Three weeks ago, I received a phone call from Cliff to say that he was out of a job. The place where he worked seemed to often dangle the proverbial carrot in front of his face that would take him into management had let him go. They worked him like a manager, he put in the hours like a manager and more, and would jump at the chance to fill in when someone else didn't meet the schedule as planned. Cliff hit a snag and they parted ways. From my perspective he learned a big life lesson through these months; paying his own way and answering for himself. Major lessons for a former addict.
So, as I thought might happen, the phone call came and the discussion went like this:
Cliff: "I love it here but nothings coming my way" I think I might have to come back to Michigan.
Me: "Oh?" I say. "And where will you go?" I asked, waiting to hear his answer.
Cliff: "I've been talking to John and he said for sure they'd love to have me on their crew. Remember they wanted me in April?
Me: "Yes, I do recall that. But I also recall promised hours that never seemed to come, remember?"
Cliff: "Well, to be honest (yes, we're making progress!!!) I didn't always keep my word to them so they would go on without me"
Me: "I figured as much but you had to admit it for yourself"
Cliff: "Mom, I've grown up a lot this year and I don't work that way anymore. I don't like sitting around not working. I really don't go out and party either"
Me: "Where will you live?"
Sure enough his first suggestion was that maybe he could come here. I said no. What if it's just briefly? I said no. My conversation with Cliff continued and he wanted my input, so I gave it.
You are 32, I reminded him, and we aren't roommates. Continue as you have lived, like a man taking care of business. Confirm with John your wage and your starting date. Then call a few options in WL to see if you can pay rent and live there. And write down your goals!

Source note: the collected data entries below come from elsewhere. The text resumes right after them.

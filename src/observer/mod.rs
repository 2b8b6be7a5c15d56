//! Filters raw transition events into semantic begin/complete signals.
//!
//! Native transition events are noisy: they bubble up from descendant
//! elements and they fire once per animated CSS property. Only one event
//! marks the logical start of the tracked transition and only one marks its
//! end. The observer forwards every raw event untouched, then applies the
//! semantic filter.

use tracing::debug;

use crate::core::TransitionInfo;

/// A native transition event, reduced to the two fields the filter needs.
///
/// `T` identifies elements; the observer compares the event's target
/// against the element under observation, so descendant-origin events can
/// be told apart.
#[derive(Clone, Debug, PartialEq)]
pub struct TransitionEvent<T> {
    pub target: T,
    pub property_name: String,
}

impl<T> TransitionEvent<T> {
    pub fn new(target: T, property_name: impl Into<String>) -> Self {
        Self {
            target,
            property_name: property_name.into(),
        }
    }
}

type EventHandler<T> = Box<dyn FnMut(&TransitionEvent<T>)>;
type SignalHandler = Box<dyn FnMut()>;

/// Watches one element's transition events.
///
/// Raw observers (`on_transition_start` / `on_transition_end`) receive
/// every event unconditionally. Semantic observers (`on_transition_begin` /
/// `on_transition_complete`) only fire when the event passed the filter:
/// right element, transition logically active, and the marker property for
/// that edge.
///
/// # Example
///
/// ```rust
/// use segue::core::TransitionInfo;
/// use segue::observer::{TransitionEvent, TransitionObserver};
/// use std::cell::Cell;
/// use std::rc::Rc;
///
/// let mut observer = TransitionObserver::new("panel");
/// observer.set_info(TransitionInfo::new("width", "height", true));
///
/// let begun = Rc::new(Cell::new(false));
/// let flag = Rc::clone(&begun);
/// observer.set_on_transition_begin(move || flag.set(true));
///
/// observer.transition_start(&TransitionEvent::new("panel", "width"));
/// assert!(begun.get());
/// ```
pub struct TransitionObserver<T: PartialEq> {
    observed: T,
    info: TransitionInfo,
    on_start: Option<EventHandler<T>>,
    on_end: Option<EventHandler<T>>,
    on_begin: Option<SignalHandler>,
    on_complete: Option<SignalHandler>,
}

impl<T: PartialEq> TransitionObserver<T> {
    /// Observe the element identified by `observed`.
    pub fn new(observed: T) -> Self {
        Self {
            observed,
            info: TransitionInfo::default(),
            on_start: None,
            on_end: None,
            on_begin: None,
            on_complete: None,
        }
    }

    /// Replace the transition-info snapshot the filter consults.
    pub fn set_info(&mut self, info: TransitionInfo) {
        self.info = info;
    }

    pub fn info(&self) -> &TransitionInfo {
        &self.info
    }

    /// Raw pass-through for transition-start events.
    pub fn set_on_transition_start(&mut self, handler: impl FnMut(&TransitionEvent<T>) + 'static) {
        self.on_start = Some(Box::new(handler));
    }

    /// Raw pass-through for transition-end events.
    pub fn set_on_transition_end(&mut self, handler: impl FnMut(&TransitionEvent<T>) + 'static) {
        self.on_end = Some(Box::new(handler));
    }

    /// Semantic signal: the tracked transition actually began.
    pub fn set_on_transition_begin(&mut self, handler: impl FnMut() + 'static) {
        self.on_begin = Some(Box::new(handler));
    }

    /// Semantic signal: the tracked transition actually finished.
    pub fn set_on_transition_complete(&mut self, handler: impl FnMut() + 'static) {
        self.on_complete = Some(Box::new(handler));
    }

    /// Feed a native transition-start event through the observer.
    pub fn transition_start(&mut self, event: &TransitionEvent<T>) {
        if let Some(handler) = self.on_start.as_mut() {
            handler(event);
        }
        if self.admits(event, self.info.first_property.as_deref()) {
            if let Some(handler) = self.on_begin.as_mut() {
                handler();
            }
        }
    }

    /// Feed a native transition-end event through the observer.
    pub fn transition_end(&mut self, event: &TransitionEvent<T>) {
        if let Some(handler) = self.on_end.as_mut() {
            handler(event);
        }
        if self.admits(event, self.info.last_property.as_deref()) {
            if let Some(handler) = self.on_complete.as_mut() {
                handler();
            }
        }
    }

    fn admits(&self, event: &TransitionEvent<T>, marker: Option<&str>) -> bool {
        if event.target != self.observed {
            debug!(property = %event.property_name, "descendant event rejected");
            return false;
        }
        if !self.info.in_transition {
            debug!(property = %event.property_name, "stale event rejected");
            return false;
        }
        match marker {
            Some(marker) => event.property_name == marker,
            None => false,
        }
    }
}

Another hour or so later the phone rang again and Cliff called to say that he worked it all out and I feel as if I've finally gone full circle and closed the gap for myself. The art of saying no has found its way into my vocabulary and it came without false guilt of hurting someone else's feelings.
In fact, it came across so well, that our conversation ended this way:
"Mom, if I ever want to come over to hang out for a weekend, can I come?"
The boundary has been made in a clear and healthy way!